→ EXERCISE INSTRUCTIONS
Look through the data below. Collect every line where the word "parsed" occurs.

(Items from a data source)
use std::error::Error as StdError;
use std::fmt;

use sha2::{Digest, Sha256};
use zeroize::Zeroize;

use crate::entropy::generate_entropy;
use crate::seed::{derive_seed, Seed};
use crate::wordlist;

// Each word encodes 11 bits of the combined entropy+checksum stream.
const WORD_BITS: usize = 11;

/// Entropy strength of a mnemonic, expressed as the resulting word count.
#[derive(Debug, Clone, Copy, PartialEq, Eq)]
pub enum MnemonicStrength {
    Words12,
    Words15,
    Words18,
    Words21,
    Words24,
}

impl MnemonicStrength {
    pub fn entropy_bits(&self) -> usize {
        match self {
            MnemonicStrength::Words12 => 128,
            MnemonicStrength::Words15 => 160,
            MnemonicStrength::Words18 => 192,
            MnemonicStrength::Words21 => 224,
            MnemonicStrength::Words24 => 256,
        }
    }

    pub fn entropy_bytes(&self) -> usize {
        self.entropy_bits() / 8
    }

    /// Checksum length in bits: one bit per 32 bits of entropy.
    pub fn checksum_bits(&self) -> usize {
        self.entropy_bits() / 32
    }

    pub fn word_count(&self) -> usize {
        (self.entropy_bits() + self.checksum_bits()) / WORD_BITS
    }

    pub fn from_entropy_bits(bits: usize) -> Option<Self> {
        match bits {
            128 => Some(MnemonicStrength::Words12),
            160 => Some(MnemonicStrength::Words15),
            192 => Some(MnemonicStrength::Words18),
            224 => Some(MnemonicStrength::Words21),
            256 => Some(MnemonicStrength::Words24),
            _ => None,
        }
    }

    pub fn from_word_count(count: usize) -> Option<Self> {
        match count {
            12 => Some(MnemonicStrength::Words12),
            15 => Some(MnemonicStrength::Words15),
            18 => Some(MnemonicStrength::Words18),
            21 => Some(MnemonicStrength::Words21),
            24 => Some(MnemonicStrength::Words24),
            _ => None,
        }
    }
}

impl Default for MnemonicStrength {
    // 12 words (128 bits), the host module's historical default.
    fn default() -> Self {
        MnemonicStrength::Words12
    }
}

#[derive(Debug, PartialEq, Eq)]
pub enum MnemonicError {
    InvalidEntropyLength(usize),
    EntropyUnavailable,
    InvalidWordCount(usize),
    UnknownWord(String),
    ChecksumMismatch,
}

impl fmt::Display for MnemonicError {
    fn fmt(&self, f: &mut fmt::Formatter<'_>) -> fmt::Result {
        match self {
            MnemonicError::InvalidEntropyLength(bits) => write!(
                f,
                "Entropy length must be 128, 160, 192, 224 or 256 bits, not {}",
                bits
            ),
            MnemonicError::EntropyUnavailable => {
                write!(f, "System randomness facility is unavailable")
            }
            MnemonicError::InvalidWordCount(count) => write!(
                f,
                "Mnemonic must contain 12, 15, 18, 21 or 24 words, not {}",
                count
            ),
            MnemonicError::UnknownWord(word) => {
                write!(f, "Word '{}' is not in the word list", word)
            }
            MnemonicError::ChecksumMismatch => write!(f, "Mnemonic checksum does not match"),
        }
    }
}

impl StdError for MnemonicError {}

/// A validated mnemonic: an ordered sequence of word-list indices whose
/// trailing checksum bits match the SHA-256 digest of the leading entropy.
///
/// Only constructed through [`Mnemonic::generate`], [`Mnemonic::from_entropy`]
/// or [`Mnemonic::from_phrase`], so the checksum invariant always holds.
/// Word indices are wiped when the value is dropped.
#[derive(Clone)]
pub struct Mnemonic {
    strength: MnemonicStrength,
    indices: Vec<u16>,
}

impl fmt::Debug for Mnemonic {
    fn fmt(&self, f: &mut fmt::Formatter<'_>) -> fmt::Result {
        write!(f, "Mnemonic({} words)", self.indices.len())
    }
}

impl Mnemonic {
    /// Generates a fresh mnemonic from OS entropy of the given strength.
    pub fn generate(strength: MnemonicStrength) -> Result<Self, MnemonicError> {
        let mut entropy = generate_entropy(strength.entropy_bytes())?;
        let mnemonic = Self::from_entropy(&entropy);
        entropy.zeroize();
        mnemonic
    }

    /// Encodes the given entropy bytes as a mnemonic.
    ///
    /// Deterministic: fixed entropy always produces the same word sequence.
    pub fn from_entropy(entropy: &[u8]) -> Result<Self, MnemonicError> {
        let strength = MnemonicStrength::from_entropy_bits(entropy.len() * 8)
            .ok_or(MnemonicError::InvalidEntropyLength(entropy.len() * 8))?;

        // Entropy bits followed by the checksum bits, MSB-first. The checksum
        // is at most 8 bits, so a single appended byte always holds it.
        let mut data = Vec::with_capacity(entropy.len() + 1);
        data.extend_from_slice(entropy);
        data.push(checksum_byte(entropy, strength.checksum_bits()));

        let indices = (0..strength.word_count())
            .map(|word| index_at_bit(&data, word * WORD_BITS))
            .collect();
        data.zeroize();

        Ok(Mnemonic { strength, indices })
    }

    /// Parses and validates a whitespace-separated phrase.
    ///
    /// Word lookup is exact and case-sensitive; a word outside the list is
    /// rejected rather than corrected.
    pub fn from_phrase(phrase: &str) -> Result<Self, MnemonicError> {
        let words: Vec<&str> = phrase.split_whitespace().collect();
        let strength = MnemonicStrength::from_word_count(words.len())
            .ok_or(MnemonicError::InvalidWordCount(words.len()))?;

        let mut indices = Vec::with_capacity(words.len());
        for word in words {
            match wordlist::index_of(word) {
                Some(index) => indices.push(index),
                None => {
                    indices.zeroize();
                    return Err(MnemonicError::UnknownWord(word.to_string()));
                }
            }
        }

        let mut data = pack_indices(&indices);
        let entropy_bytes = strength.entropy_bytes();
        let expected = checksum_byte(&data[..entropy_bytes], strength.checksum_bits());
        let actual = data[entropy_bytes];
        data.zeroize();

        if expected != actual {
            indices.zeroize();
            return Err(MnemonicError::ChecksumMismatch);
        }

        Ok(Mnemonic { strength, indices })
    }

    pub fn strength(&self) -> MnemonicStrength {
        self.strength
    }

    pub fn word_count(&self) -> usize {
        self.indices.len()
    }

    /// The words of this mnemonic, in order.
    pub fn words(&self) -> Vec<&'static str> {
        self.indices
            .iter()
            .filter_map(|&index| wordlist::word_at(index))
            .collect()
    }

    /// Renders the phrase with single spaces, preserving word order.
    pub fn phrase(&self) -> String {
        let mut phrase = String::new();
        for (i, &index) in self.indices.iter().enumerate() {
            if i > 0 {
                phrase.push(' ');
            }
            if let Some(word) = wordlist::word_at(index) {
                phrase.push_str(word);
            }
        }
        phrase
    }

    /// Recovers the entropy bytes this mnemonic encodes.
    pub fn to_entropy(&self) -> Vec<u8> {
        let mut data = pack_indices(&self.indices);
        data.truncate(self.strength.entropy_bytes());
        data
    }

    /// Stretches this mnemonic into a 64-byte seed.
    pub fn to_seed(&self, passphrase: &str) -> Seed {
        let mut phrase = self.phrase();
        let seed = derive_seed(&phrase, passphrase);
        phrase.zeroize();
        seed
    }
}

impl Drop for Mnemonic {
    fn drop(&mut self) {
        self.indices.zeroize();
    }
}

// Leading `bits` bits of SHA-256 over the entropy, left-aligned in one byte.
fn checksum_byte(entropy: &[u8], bits: usize) -> u8 {
    let digest = Sha256::digest(entropy);
    digest[0] & (0xffu8 << (8 - bits))
}

// Reads the 11 bits starting at `bit_offset` as an MSB-first integer.
fn index_at_bit(data: &[u8], bit_offset: usize) -> u16 {
    let mut index = 0u16;
    for bit in bit_offset..bit_offset + WORD_BITS {
        index <<= 1;
        if data[bit / 8] & (1 << (7 - bit % 8)) != 0 {
            index |= 1;
        }
    }
    index
}

// Packs 11-bit indices back into a contiguous MSB-first byte stream. Unused
// trailing bits of the last byte stay zero, so the checksum comparison is a
// plain byte equality.
fn pack_indices(indices: &[u16]) -> Vec<u8> {
    let total_bits = indices.len() * WORD_BITS;
    let mut data = vec![0u8; (total_bits + 7) / 8];
    for (word, &index) in indices.iter().enumerate() {
        for i in 0..WORD_BITS {
            if index & (1 << (WORD_BITS - 1 - i)) != 0 {
                let bit = word * WORD_BITS + i;
                data[bit / 8] |= 1 << (7 - bit % 8);
            }
        }
    }
    data
}

#[cfg(test)]
mod tests {
    use super::*;

    #[test]
    fn test_zero_entropy_vector() {
        let mnemonic = Mnemonic::from_entropy(&[0u8; 16]).unwrap();
        assert_eq!(
            mnemonic.phrase(),
            "abandon abandon abandon abandon abandon abandon abandon abandon abandon abandon abandon about"
        );
    }

    #[test]
    fn test_reference_vectors() {
        // (entropy hex, expected phrase) pairs from the standard test suite.
        let vectors = [
            (
                "7f7f7f7f7f7f7f7f7f7f7f7f7f7f7f7f",
                "legal winner thank year wave sausage worth useful legal winner thank yellow",
            ),
            (
                "ffffffffffffffffffffffffffffffff",
                "zoo zoo zoo zoo zoo zoo zoo zoo zoo zoo zoo wrong",
            ),
            (
                "7f7f7f7f7f7f7f7f7f7f7f7f7f7f7f7f7f7f7f7f",
                "legal winner thank year wave sausage worth useful legal winner thank year wave sausage wise",
            ),
            (
                "000000000000000000000000000000000000000000000000",
                "abandon abandon abandon abandon abandon abandon abandon abandon abandon abandon abandon abandon abandon abandon abandon abandon abandon agent",
            ),
            (
                "8080808080808080808080808080808080808080808080808080808080808080",
                "letter advice cage absurd amount doctor acoustic avoid letter advice cage absurd amount doctor acoustic avoid letter advice cage absurd amount doctor acoustic bless",
            ),
            (
                "ffffffffffffffffffffffffffffffffffffffffffffffffffffffffffffffff",
                "zoo zoo zoo zoo zoo zoo zoo zoo zoo zoo zoo zoo zoo zoo zoo zoo zoo zoo zoo zoo zoo zoo zoo vote",
            ),
            (
                "68a79eaca2324873eacc50cb9c6eca8cc68ea5d936f98787c60c7ebc74e6ce7c",
                "hamster diagram private dutch cause delay private meat slide toddler razor book happy fancy gospel tennis maple dilemma loan word shrug inflict delay length",
            ),
            (
                "9f6a2878b2520799a44ef18bc7df394e7061a224d2c33cd015b157d746869863",
                "panda eyebrow bullet gorilla call smoke muffin taste mesh discover soft ostrich alcohol speed nation flash devote level hobby quick inner drive ghost inside",
            ),
        ];

        for (entropy_hex, expected) in vectors {
            let entropy = hex::decode(entropy_hex).unwrap();
            let mnemonic = Mnemonic::from_entropy(&entropy).unwrap();
            assert_eq!(mnemonic.phrase(), expected, "entropy {}", entropy_hex);

            let parsed = Mnemonic::from_phrase(expected).unwrap();
            assert_eq!(parsed.to_entropy(), entropy, "entropy {}", entropy_hex);
        }
    }

    #[test]
    fn test_invalid_entropy_lengths_rejected() {
        for len in [0, 4, 15, 17, 19, 31, 33, 64] {
            let entropy = vec![0u8; len];
            let result = Mnemonic::from_entropy(&entropy);
            assert!(matches!(
                result,
                Err(MnemonicError::InvalidEntropyLength(bits)) if bits == len * 8
            ));
        }
    }

    #[test]
    fn test_generate_all_strengths() {
        let cases = [
            (MnemonicStrength::Words12, 12),
            (MnemonicStrength::Words15, 15),
            (MnemonicStrength::Words18, 18),
            (MnemonicStrength::Words21, 21),
            (MnemonicStrength::Words24, 24),
        ];
        for (strength, expected_words) in cases {
            let mnemonic = Mnemonic::generate(strength).unwrap();
            assert_eq!(mnemonic.word_count(), expected_words);
            assert_eq!(mnemonic.strength(), strength);
            assert!(Mnemonic::from_phrase(&mnemonic.phrase()).is_ok());
        }
    }

    #[test]
    fn test_generate_is_random() {
        let a = Mnemonic::generate(MnemonicStrength::Words24).unwrap();
        let b = Mnemonic::generate(MnemonicStrength::Words24).unwrap();
        assert_ne!(a.phrase(), b.phrase());
    }

    #[test]
    fn test_word_count_rejected() {
        for count in [0, 1, 5, 11, 13, 16, 23, 25] {
            let phrase = vec!["abandon"; count].join(" ");
            assert_eq!(
                Mnemonic::from_phrase(&phrase).unwrap_err(),
                MnemonicError::InvalidWordCount(count)
            );
        }
    }

    #[test]
    fn test_unknown_word_rejected() {
        let phrase =
            "abandon abandon abandon abandon abandon abandon abandon abandon abandon abandon abandon notaword";
        assert_eq!(
            Mnemonic::from_phrase(phrase).unwrap_err(),
            MnemonicError::UnknownWord("notaword".to_string())
        );
    }

    #[test]
    fn test_uppercase_word_rejected() {
        // Lookup is case-sensitive; the caller's input is not normalized.
        let phrase =
            "Abandon abandon abandon abandon abandon abandon abandon abandon abandon abandon abandon about";
        assert_eq!(
            Mnemonic::from_phrase(phrase).unwrap_err(),
            MnemonicError::UnknownWord("Abandon".to_string())
        );
    }

    #[test]
    fn test_checksum_mismatch_rejected() {
        // 12 repetitions of "abandon" decode cleanly but fail the checksum.
        let phrase = vec!["abandon"; 12].join(" ");
        assert_eq!(
            Mnemonic::from_phrase(&phrase).unwrap_err(),
            MnemonicError::ChecksumMismatch
        );
    }

    #[test]
    fn test_extra_whitespace_tolerated() {
        let phrase =
            "  abandon   abandon abandon abandon abandon abandon abandon abandon abandon abandon abandon about ";
        let mnemonic = Mnemonic::from_phrase(phrase).unwrap();
        assert_eq!(mnemonic.word_count(), 12);
    }

    #[test]
    fn test_entropy_roundtrip() {
        let entropy: Vec<u8> = (0u8..32).collect();
        for len in [16, 20, 24, 28, 32] {
            let mnemonic = Mnemonic::from_entropy(&entropy[..len]).unwrap();
            assert_eq!(mnemonic.to_entropy(), &entropy[..len]);
        }
    }

    #[test]
    fn test_encode_is_deterministic() {
        let entropy = [0xabu8; 20];
        let a = Mnemonic::from_entropy(&entropy).unwrap();
        let b = Mnemonic::from_entropy(&entropy).unwrap();
        assert_eq!(a.phrase(), b.phrase());
    }

    #[test]
    fn test_words_match_phrase() {
        let mnemonic = Mnemonic::from_entropy(&[0x55u8; 16]).unwrap();
        assert_eq!(mnemonic.words().join(" "), mnemonic.phrase());
    }

    #[test]
    fn test_default_strength_is_12_words() {
        assert_eq!(MnemonicStrength::default().word_count(), 12);
    }
}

→ WRITTEN SOLUTION
            let parsed = Mnemonic::from_phrase(expected).unwrap();
            assert_eq!(parsed.to_entropy(), entropy, "entropy {}", entropy_hex);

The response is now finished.